Alleges Michael Kail took kick-backs on services third-party firms provided to Netflix

Yevgeniy Sverdlik

November 26, 2014

2 Min Read
Netflix Accuses Yahoo CIO, its Former VP of IT Ops, of Fraud
(Photo: Yahoo)

Netflix has filed a civil lawsuit against Yahoo CIO Michael Kail and his company Unix Mercenary, accusing him of taking kickbacks from two IT contractors during the three years he worked as vice president of IT operations for the online video streaming and DVD rental company.

Relying on copies of emails between Kail and the contractors Netflix has obtained, the company is alleging Kail had collected between 12 percent and 15 percent kickbacks on the invoices Netflix paid to the contractors. The “commissions” were paid to Unix Mercenary.

Kail was appointed as Yahoo CIO in August of this year, the same month he left Netflix, where he worked since June 2011. When he joined Yahoo, he told the Wall Street Journal that his first priority would be to streamline the company’s data center infrastructure to better support its online video initiatives and multi-device services.

Alleged Kickbacks on $3.7M in Payments

The two IT services companies named in the lawsuit (first reported by Re/Code) are Vistara and NetEnrich.
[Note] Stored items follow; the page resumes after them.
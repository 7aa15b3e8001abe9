use serde::{Deserialize, Serialize};
use std::fs;
use std::io::ErrorKind;
use std::path::{Path, PathBuf};

use crate::app_dirs::AppDirs;
use crate::error::ConfigError;
use crate::language::{PracticeMode, WordList, DEFAULT_BASE_URL};

#[derive(Debug, Clone, Serialize, Deserialize, PartialEq)]
#[serde(default)]
pub struct Config {
    pub number_of_words: usize,
    pub mode: PracticeMode,
    pub word_list: WordList,
    pub base_url: String,
    pub offline: bool,
}

impl Default for Config {
    fn default() -> Self {
        Self {
            number_of_words: 15,
            mode: PracticeMode::All,
            word_list: WordList::English,
            base_url: DEFAULT_BASE_URL.to_string(),
            offline: false,
        }
    }
}

pub trait ConfigStore {
    fn load(&self) -> Result<Config, ConfigError>;
}

/// Read-only JSON settings file. A missing file means defaults.
#[derive(Debug, Clone)]
pub struct FileConfigStore {
    path: PathBuf,
}

impl FileConfigStore {
    pub fn new() -> Self {
        Self {
            path: AppDirs::config_path(),
        }
    }

    pub fn with_path<P: AsRef<Path>>(p: P) -> Self {
        Self {
            path: p.as_ref().to_path_buf(),
        }
    }

    pub fn path(&self) -> &Path {
        &self.path
    }
}

impl Default for FileConfigStore {
    fn default() -> Self {
        Self::new()
    }
}

impl ConfigStore for FileConfigStore {
    fn load(&self) -> Result<Config, ConfigError> {
        let bytes = match fs::read(&self.path) {
            Ok(bytes) => bytes,
            Err(err) if err.kind() == ErrorKind::NotFound => return Ok(Config::default()),
            Err(source) => {
                return Err(ConfigError::Io {
                    path: self.path.clone(),
                    source,
                })
            }
        };

        serde_json::from_slice(&bytes).map_err(|source| ConfigError::Parse {
            path: self.path.clone(),
            source,
        })
    }
}

#[cfg(test)]
mod tests {
    use super::*;
    use assert_matches::assert_matches;
    use tempfile::tempdir;

    #[test]
    fn missing_file_gives_defaults() {
        let dir = tempdir().unwrap();
        let store = FileConfigStore::with_path(dir.path().join("config.json"));

        assert_eq!(store.load().unwrap(), Config::default());
    }

    #[test]
    fn load_full_config() {
        let dir = tempdir().unwrap();
        let path = dir.path().join("config.json");
        fs::write(
            &path,
            r#"{
                "number_of_words": 40,
                "mode": "left-hand",
                "word_list": "english_10k",
                "base_url": "http://localhost:8080/lists",
                "offline": true
            }"#,
        )
        .unwrap();

        let cfg = FileConfigStore::with_path(&path).load().unwrap();
        assert_eq!(
            cfg,
            Config {
                number_of_words: 40,
                mode: PracticeMode::LeftHand,
                word_list: WordList::English10k,
                base_url: "http://localhost:8080/lists".into(),
                offline: true,
            }
        );
    }

    #[test]
    fn partial_config_keeps_defaults() {
        let dir = tempdir().unwrap();
        let path = dir.path().join("config.json");
        fs::write(&path, r#"{"mode": "right-hand"}"#).unwrap();

        let cfg = FileConfigStore::with_path(&path).load().unwrap();
        assert_eq!(cfg.mode, PracticeMode::RightHand);
        assert_eq!(cfg.number_of_words, 15);
        assert_eq!(cfg.base_url, DEFAULT_BASE_URL);
    }

    #[test]
    fn malformed_config_is_an_error() {
        let dir = tempdir().unwrap();
        let path = dir.path().join("config.json");
        fs::write(&path, "{ number_of_words: ").unwrap();

        assert_matches!(
            FileConfigStore::with_path(&path).load(),
            Err(ConfigError::Parse { .. })
        );
    }

    #[test]
    fn directory_instead_of_file_is_an_error() {
        let dir = tempdir().unwrap();

        assert_matches!(
            FileConfigStore::with_path(dir.path()).load(),
            Err(ConfigError::Io { .. })
        );
    }
}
The companies are related, both founded by Raju Chekuri. Chekuri is chairman for both firms, and a spokesperson for both told Re/Code that NetEnrich was spun out of Vistara.

Kail’s emails with the contractors revealed that NetEnrich often invoiced Netflix on behalf of Vistara, according to Netflix. The suit estimates that the company has paid about $1.44 million to Vistara since 2012, and about $2.3 million to NetEnrich during the same period.

Netflix’s evidence includes texts of the emails as well as copies of invoices exchanged, including Unix Mercenary invoices to the service providers.

Part of Kail’s job was negotiating and executing IT products and services contracts for Netflix. He was also responsible for approving service provider invoices to Netflix.

Missing Corporate DocuSign Account

Netflix uses DocuSign as a third-party service to handle contract paperwork. When the company tried to locate documents related to Kail’s dealings with NetEnrich and Vistara, it could not find Kail’s corporate DocuSign account.

According to the documents filed in court, Netflix later learned that Kail had asked a senior DocuSign employee to transfer his corporate Netflix account to a personal one and to remove his corporate account records.